Wybierz swą drogę. „Dłoń Króla Słońca” – recenzja książki

-

Za przekazanie egzemplarza recenzenckiego książki Dłoń Króla Słońca do współpracy recenzenckiej dziękujemy wydawnictwu Fabryka Słów.

Piękna, dopracowana i przykuwająca oko okładka, zdobione brzegi i intrygujący opis fabuły – te wszystkie elementy sprawiły, że Dłoń Króla Słońca znalazła się wysoko na mojej liście książek do przeczytania w 2023 roku. Do tego doszły również chęć poznania twórczości osoby autorskiej, po której tytuły jeszcze nie sięgałam, i całkiem sporo ocen pięcio- oraz czterogwiazdkowych tej pozycji. Wysokie noty? To trzeba sprawdzić samemu! Musiałam więc w końcu sięgnąć po powieść J.T. Greathousea.

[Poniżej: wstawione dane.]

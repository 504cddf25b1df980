//! UI-specific state (ephemeral)

use std::collections::VecDeque;

use favkit_core::{DocumentId, ThemePreference};

const MAX_LOG_ENTRIES: usize = 200;

/// UI-specific state that doesn't need to be persisted
pub struct UiState {
    pub theme: Theme,

    pub technical_log_expanded: bool,

    /// Technical log entries (max 200)
    pub technical_log: VecDeque<LogEntry>,

    /// Hide info entries in the technical log
    pub log_errors_only: bool,

    /// Alerts waiting to be acknowledged, oldest first
    pub alerts: VecDeque<String>,

    /// Texture of the active document and the document it was built from
    pub preview: Option<(DocumentId, egui::TextureHandle)>,
}

impl UiState {
    pub fn new(theme: ThemePreference, technical_log_expanded: bool) -> Self {
        Self {
            theme: Theme::from(theme),
            technical_log_expanded,
            technical_log: VecDeque::with_capacity(MAX_LOG_ENTRIES),
            log_errors_only: false,
            alerts: VecDeque::new(),
            preview: None,
        }
    }

    /// Add a log entry, maintaining max 200 entries
    pub fn add_log_entry(&mut self, entry: LogEntry) {
        if self.technical_log.len() >= MAX_LOG_ENTRIES {
            self.technical_log.pop_front();
        }
        self.technical_log.push_back(entry);
    }

    pub fn push_alert(&mut self, message: impl Into<String>) {
        self.alerts.push_back(message.into());
    }

    pub fn dismiss_alert(&mut self) {
        self.alerts.pop_front();
    }
}

impl Default for UiState {
    fn default() -> Self {
        Self::new(ThemePreference::default(), false)
    }
}

#[derive(Clone, Copy, Debug, PartialEq, Eq)]
pub enum Theme {
    Dark,
    Light,
    /// Follow the operating system
    System,
}

impl From<ThemePreference> for Theme {
    fn from(value: ThemePreference) -> Self {
        match value {
            ThemePreference::Dark => Theme::Dark,
            ThemePreference::Light => Theme::Light,
            ThemePreference::System => Theme::System,
        }
    }
}

impl From<Theme> for ThemePreference {
    fn from(value: Theme) -> Self {
        match value {
            Theme::Dark => ThemePreference::Dark,
            Theme::Light => ThemePreference::Light,
            Theme::System => ThemePreference::System,
        }
    }
}

/// Technical log entry
#[derive(Clone, Debug)]
pub struct LogEntry {
    pub timestamp: String,
    pub level: LogLevel,
    pub message: String,
}

/// Log level for coloring
#[derive(Clone, Copy, Debug, PartialEq, Eq)]
pub enum LogLevel {
    Info,
    Warning,
    Error,
}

Jak wypadła pozycja Dłoń Króla Słońca? Czy tyle jej pozytywnych ocen okazało się zasłużonych? A może to kolejny tytuł, który należy dodać do listy rozczarowań mijającego roku? Jedno jest pewne – ta książka wzbudza emocje, czasem pozytywne, czasem negatywne, i już nie mogę się doczekać, kiedy sięgnę po jej kontynuacje (druga jest już dostępna na naszym rynku księgarskim).

Wielkie plany

Wen Olcha podąża wytyczoną mu przez rodziciela ścieżką – pobiera nauki, dniami i nocami bierze udział w różnego rodzaju sprawdzianach, uczy się logicznego myślenia i posłuszeństwa cesarzowi. Wszystko po to, by jak najlepiej wypaść w nadchodzącym teście, który znacząco zaważy na jego przyszłych losach. Bohater może go zdać i zyskać prestiż, szacunek i pewną władzę jako Dłoń albo polec i zostać odesłany do domu w niesławie. Ta druga opcja nie wchodzi jednak w grę – Olcha jest zbyt zdeterminowany i ambitny, by nawet rozważać przegraną. Do tego dochodzi jeszcze jeden czynnik – protagonista pragnie zgłębiać tajniki magii, a może to robić tylko wtedy, gdy zostanie Dłonią cesarza. W przeciwnym razie nie otrzyma dostępu do magicznych kanałów.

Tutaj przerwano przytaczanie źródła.